Saved data entries
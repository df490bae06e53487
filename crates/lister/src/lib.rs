//! kindex listers: typed, read-only views over a shared [`Indexer`].
//!
//! A [`Lister`] serves one object kind across the whole cache and narrows to a
//! [`NamespaceLister`] for namespace-scoped listing and lookups. Listers own no
//! state besides the indexer handle, so they are cheap to build and clone and
//! may be shared freely between threads. Each call reads whatever the indexer
//! holds at that moment; two calls may observe different contents.

#![forbid(unsafe_code)]

use std::fmt;
use std::sync::Arc;

use kindex_core::{object_key, GroupResource, Indexer, IndexerError, Selector};
use kube::Resource;
use tracing::debug;

mod list;

pub use list::{list_all, list_all_by_namespace};

#[derive(Debug, thiserror::Error)]
pub enum ListerError {
    /// No object is stored under the requested name.
    #[error("{resource} \"{name}\" not found")]
    NotFound { resource: GroupResource, name: String },
    #[error(transparent)]
    Indexer(#[from] IndexerError),
}

impl ListerError {
    pub fn is_not_found(&self) -> bool {
        matches!(self, ListerError::NotFound { .. })
    }
}

/// True if `err`, or any error in its source chain, is a [`ListerError::NotFound`].
pub fn is_not_found(err: &(dyn std::error::Error + 'static)) -> bool {
    let mut cur = Some(err);
    while let Some(e) = cur {
        if e.downcast_ref::<ListerError>().is_some_and(ListerError::is_not_found) {
            return true;
        }
        cur = e.source();
    }
    false
}

/// Lists and gets objects of kind `K` from a shared indexer.
pub struct Lister<K> {
    indexer: Arc<dyn Indexer<K>>,
    resource: GroupResource,
}

impl<K> Clone for Lister<K> {
    fn clone(&self) -> Self {
        Self { indexer: Arc::clone(&self.indexer), resource: self.resource.clone() }
    }
}

impl<K> fmt::Debug for Lister<K> {
    fn fmt(&self, f: &mut fmt::Formatter<'_>) -> fmt::Result {
        f.debug_struct("Lister").field("resource", &self.resource).finish_non_exhaustive()
    }
}

impl<K: Resource + 'static> Lister<K> {
    pub fn new(indexer: Arc<dyn Indexer<K>>) -> Self
    where
        K::DynamicType: Default,
    {
        Self::new_with(indexer, &Default::default())
    }

    /// Lister for a kind known only at runtime, e.g. `DynamicObject` with an `ApiResource`.
    pub fn new_with(indexer: Arc<dyn Indexer<K>>, dt: &K::DynamicType) -> Self {
        Self { indexer, resource: GroupResource::of::<K>(dt) }
    }

    pub fn resource(&self) -> &GroupResource {
        &self.resource
    }

    /// All objects matching `selector`, in no particular order.
    pub fn list<S: Selector + ?Sized>(&self, selector: &S) -> Result<Vec<Arc<K>>, ListerError> {
        let mut out = Vec::new();
        list_all(self.indexer.as_ref(), selector, |obj| out.push(obj))?;
        Ok(out)
    }

    /// Get a cluster-scoped object by name.
    pub fn get(&self, name: &str) -> Result<Arc<K>, ListerError> {
        lookup(self.indexer.as_ref(), &self.resource, &object_key(None, name), name)
    }

    /// View restricted to `namespace`. The namespace is not checked for existence.
    pub fn namespaced(&self, namespace: impl Into<String>) -> NamespaceLister<K> {
        NamespaceLister {
            indexer: Arc::clone(&self.indexer),
            resource: self.resource.clone(),
            namespace: namespace.into(),
        }
    }
}

/// Lists and gets objects of kind `K` within one namespace.
pub struct NamespaceLister<K> {
    indexer: Arc<dyn Indexer<K>>,
    resource: GroupResource,
    namespace: String,
}

impl<K> Clone for NamespaceLister<K> {
    fn clone(&self) -> Self {
        Self { indexer: Arc::clone(&self.indexer), resource: self.resource.clone(), namespace: self.namespace.clone() }
    }
}

impl<K> fmt::Debug for NamespaceLister<K> {
    fn fmt(&self, f: &mut fmt::Formatter<'_>) -> fmt::Result {
        f.debug_struct("NamespaceLister")
            .field("resource", &self.resource)
            .field("namespace", &self.namespace)
            .finish_non_exhaustive()
    }
}

impl<K: Resource + 'static> NamespaceLister<K> {
    pub fn namespace(&self) -> &str {
        &self.namespace
    }

    /// Objects in this namespace matching `selector`. An empty result is not an error.
    pub fn list<S: Selector + ?Sized>(&self, selector: &S) -> Result<Vec<Arc<K>>, ListerError> {
        let mut out = Vec::new();
        list_all_by_namespace(self.indexer.as_ref(), &self.namespace, selector, |obj| out.push(obj))?;
        Ok(out)
    }

    /// Get the object named `name` in this namespace.
    pub fn get(&self, name: &str) -> Result<Arc<K>, ListerError> {
        lookup(self.indexer.as_ref(), &self.resource, &object_key(Some(&self.namespace), name), name)
    }
}

fn lookup<K>(indexer: &dyn Indexer<K>, resource: &GroupResource, key: &str, name: &str) -> Result<Arc<K>, ListerError> {
    match indexer.get_by_key(key)? {
        Some(obj) => Ok(obj),
        None => {
            debug!(resource = %resource, key, "object not in cache");
            Err(ListerError::NotFound { resource: resource.clone(), name: name.to_string() })
        }
    }
}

* _EXERCISE PROMPT_:
Search the entries for the word "Lists" and show every line that has it.

* _SOLUTION BELOW_:
/// Lists and gets objects of kind `K` from a shared indexer.
/// Lists and gets objects of kind `K` within one namespace.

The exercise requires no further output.